Data process: adopt data standard normal state preprocess method that every spectrum is carried out data prediction. So-called data standard normal state, is that the standard normalization conversion that namely each spectroscopic data does self, shown in its computing formula such as formula (I) for the near-infrared absorption spectrum data often organizing sample.
X S N V = X - X M S - - - ( I )
In formula (I), X is the spectroscopic data before pretreatment, XSNVIt is pretreated spectroscopic data, XMBeing the meansigma methods before this spectroscopic data pretreatment, S is the standard deviation before this spectroscopic data pretreatment.

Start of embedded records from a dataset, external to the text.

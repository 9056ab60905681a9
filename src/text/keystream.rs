//! Salt-derived XOR keystream.
//!
//! The salt is packed into bits exactly like message text and repeated
//! cyclically over the message. This masks the bit pattern; it is not a cipher
//! (no nonce, no authentication, same salt gives the same output).

use std::time::{SystemTime, UNIX_EPOCH};

use super::bits::{BitError, BitSequence};

/// A repeating bit keystream.
///
/// # Invariants
/// - never empty (an empty salt yields no keystream at all)
#[derive(Debug, Clone, PartialEq, Eq)]
pub struct Keystream {
    key: BitSequence,
}

impl Keystream {
    /// Builds a keystream from a salt.
    ///
    /// Returns `Ok(None)` for an empty salt, which disables obfuscation.
    pub fn from_salt(salt: &str) -> Result<Option<Self>, BitError> {
        let key = BitSequence::from_text(salt)?;
        Ok((!key.is_empty()).then_some(Self { key }))
    }

    /// Builds a keystream keeping only the low octet of each salt character.
    ///
    /// Used on the decode side, which never fails: a salt that could not have
    /// been used for encoding simply produces garbage.
    pub fn from_salt_lossy(salt: &str) -> Option<Self> {
        let octets: Vec<u8> = salt.chars().map(|ch| (ch as u32 & 0xFF) as u8).collect();
        let key = BitSequence::from_octets(&octets);
        (!key.is_empty()).then_some(Self { key })
    }

    /// Length of one keystream period in bits.
    pub fn period(&self) -> usize {
        self.key.len()
    }

    /// XORs `message` against the keystream repeated to its length.
    ///
    /// Applying the same keystream twice restores the original bits.
    pub fn apply(&self, message: &BitSequence) -> BitSequence {
        let period = self.key.len();
        message
            .iter()
            .enumerate()
            .map(|(i, bit)| bit ^ self.key.get(i % period).unwrap_or(false))
            .collect()
    }
}

/// Time-varying default salt: current Unix time in milliseconds.
pub fn time_salt() -> String {
    SystemTime::now()
        .duration_since(UNIX_EPOCH)
        .map(|d| d.as_millis())
        .unwrap_or_default()
        .to_string()
}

XMWith the computing formula of S respectively as shown in formula (II) and formula (III).
X M = 1 m Σ i = 1 m X i - - - ( I I )
S = Σ i = 1 m ( X i - X M ) 2 m - 1 - - - ( I I I )
Embodiment 1
Known mineral oil polishes rice sample 40 groups (being numbered 1#~40#) and does not polish rice sample 40 groups (being numbered 61#~100#), take 1# sample and 61# sample respectively, adopt identical method to gather 1# sample and 61# sample at 4000cm-1~12800cm-1Near infrared light spectrogram under wavelength, as shown in Figure 2.From Figure 2 it can be seen that the near infrared absorption of two groups of samples is all concentrated mainly on 4000cm-1~8900cm-1Wave band, and mineral oil polishing rice and not polish the spectrum shape of near-infrared absorption spectrum of rice, peak position basically identical, naked eyes cannot observe the difference of the two, that is only mineral oil cannot polish rice with perusal spectrogram and carry out detection and identification.

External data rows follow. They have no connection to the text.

//! Configuration file handling for nullsms.
//!
//! Settings live in `~/.nullsms/config.toml`. Every section is optional and a
//! missing file means defaults. Secrets can also come from the environment,
//! which wins over the file.

use std::fs;
use std::path::{Path, PathBuf};

use serde::{Deserialize, Serialize};

use crate::gateway::{ConfigError, GatewayConfig, TwilioConfig};
use crate::gateway::provider::DEFAULT_TWILIO_API_BASE;

/// Environment variable holding the quota override password.
pub const ENV_OVERRIDE_PASSWORD: &str = "NULLSMS_OVERRIDE_PASSWORD";
/// Environment variable holding the Twilio account SID.
pub const ENV_TWILIO_ACCOUNT_SID: &str = "TWILIO_ACCOUNT_SID";
/// Environment variable holding the Twilio auth token.
pub const ENV_TWILIO_AUTH_TOKEN: &str = "TWILIO_AUTH_TOKEN";
/// Environment variable holding the Twilio sending number.
pub const ENV_TWILIO_PHONE: &str = "TWILIO_PHONE";

/// Default HTTP bind address.
pub const DEFAULT_BIND: &str = "127.0.0.1:3000";

/// HTTP server settings.
#[derive(Serialize, Deserialize, Debug, Clone, PartialEq, Eq)]
#[serde(default)]
pub struct ServerConfig {
    /// Address the gateway listens on.
    pub bind: String,
    /// Take the client address from the first `X-Forwarded-For` hop.
    /// Only enable behind a reverse proxy that sets the header.
    pub trust_forwarded_for: bool,
}

impl Default for ServerConfig {
    fn default() -> Self {
        Self {
            bind: DEFAULT_BIND.to_string(),
            trust_forwarded_for: false,
        }
    }
}

/// The whole configuration file.
#[derive(Serialize, Deserialize, Debug, Clone, Default, PartialEq, Eq)]
#[serde(default)]
pub struct Config {
    pub gateway: GatewayConfig,
    #[serde(skip_serializing_if = "Option::is_none")]
    pub twilio: Option<TwilioConfig>,
    pub server: ServerConfig,
}

impl Config {
    /// Loads the configuration from the default location plus environment.
    pub fn load() -> Result<Self, ConfigError> {
        Self::load_from(&Self::config_path()?)
    }

    /// Loads the configuration from `path` plus environment.
    ///
    /// A missing file yields the defaults.
    pub fn load_from(path: &Path) -> Result<Self, ConfigError> {
        let mut config = if path.exists() {
            let content = fs::read_to_string(path)?;
            toml::from_str(&content)?
        } else {
            Self::default()
        };

        config.apply_overrides(|name| std::env::var(name).ok());
        config.gateway.validate()?;
        Ok(config)
    }

    /// Applies secret overrides from `lookup` (normally the environment).
    pub fn apply_overrides<F>(&mut self, lookup: F)
    where
        F: Fn(&str) -> Option<String>,
    {
        let var = |name: &str| lookup(name).filter(|v| !v.is_empty());

        if let Some(password) = var(ENV_OVERRIDE_PASSWORD) {
            self.gateway.override_password = Some(password);
        }

        let sid = var(ENV_TWILIO_ACCOUNT_SID);
        let token = var(ENV_TWILIO_AUTH_TOKEN);
        let phone = var(ENV_TWILIO_PHONE);
        if sid.is_none() && token.is_none() && phone.is_none() {
            return;
        }

        let twilio = self.twilio.get_or_insert_with(|| TwilioConfig {
            account_sid: String::new(),
            auth_token: String::new(),
            from: String::new(),
            api_base: DEFAULT_TWILIO_API_BASE.to_string(),
        });
        if let Some(sid) = sid {
            twilio.account_sid = sid;
        }
        if let Some(token) = token {
            twilio.auth_token = token;
        }
        if let Some(phone) = phone {
            twilio.from = phone;
        }
    }

    /// Get the path to the configuration file.
    pub fn config_path() -> Result<PathBuf, ConfigError> {
        Ok(get_config_dir()?.join("config.toml"))
    }
}

/// Get the nullsms configuration directory (`~/.nullsms`).
pub fn get_config_dir() -> Result<PathBuf, ConfigError> {
    dirs::home_dir()
        .map(|home| home.join(".nullsms"))
        .ok_or(ConfigError::NoConfigDir)
}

In order to realize that the quick nondestructive of polishing rice is differentiated, the present embodiment is adopted and is detected with the following method:
(1) with known polishing sample 1#~40# with not polish sample 61#~100# structure total sample number be the training set of 80;
(2) gather in described training set and often organize sample at 8900cm-1~12000cm-1Near-infrared absorption spectrum in wave-length coverage, often organizes the near-infrared absorption spectrum of sample with 2cm-11551 spectroscopic datas are included for spacing; Adopt above-mentioned data standard normal state preprocess method that the near-infrared absorption spectrum data often organizing sample are processed;
(3) with near-infrared absorption spectrum data construct 80 × 1551 rank matrix of whole samples after data standard normal stateization processes in described training set, it is 1 to the polishing sample assignment in described training set, it is-1 to not polishing sample assignment, extract ten stack features vectors of described matrix according to described numerical value regression algorithm and obtain and described characteristic vector eigenvalue one to one, vectorial as the 1st characteristic vector and the 2nd characteristic vector using two stack features that eigenvalue is the highest;
(4) according to the near-infrared absorption spectrum data often organizing sample in training set, obtain weighted value corresponding with described 1st characteristic vector and the 2nd characteristic vector respectively, score value 1 and score value 2 as each training set sample, and with its respectively horizontal, vertical coordinate, draw the two-dimentional score scatterplot (as shown in Figure 3) of training set sample; On this figure labelling one polishing sample with do not polish the demarcation line of sample, described demarcation line is through coordinate axes initial point and with abscissa positive direction be the straight line at 150 ° of angles, and described marginal upper right side is polishing area, lower left is non-polishing area;
(5) the near-infrared absorption spectrum data of testing sample are gathered by the method identical with step (2), data obtain weighted value corresponding with described 1st characteristic vector and the 2nd characteristic vector respectively accordingly, as score value 1 and the score value 2 of testing sample;
(6) with the score value 1 of testing sample and score value 2 respectively horizontal, vertical coordinate, described two dimension score scatterplot is drawn the tested point of correspondence, as shown in Figure 3, the region according to described tested point place, differentiate whether testing sample is polishing rice.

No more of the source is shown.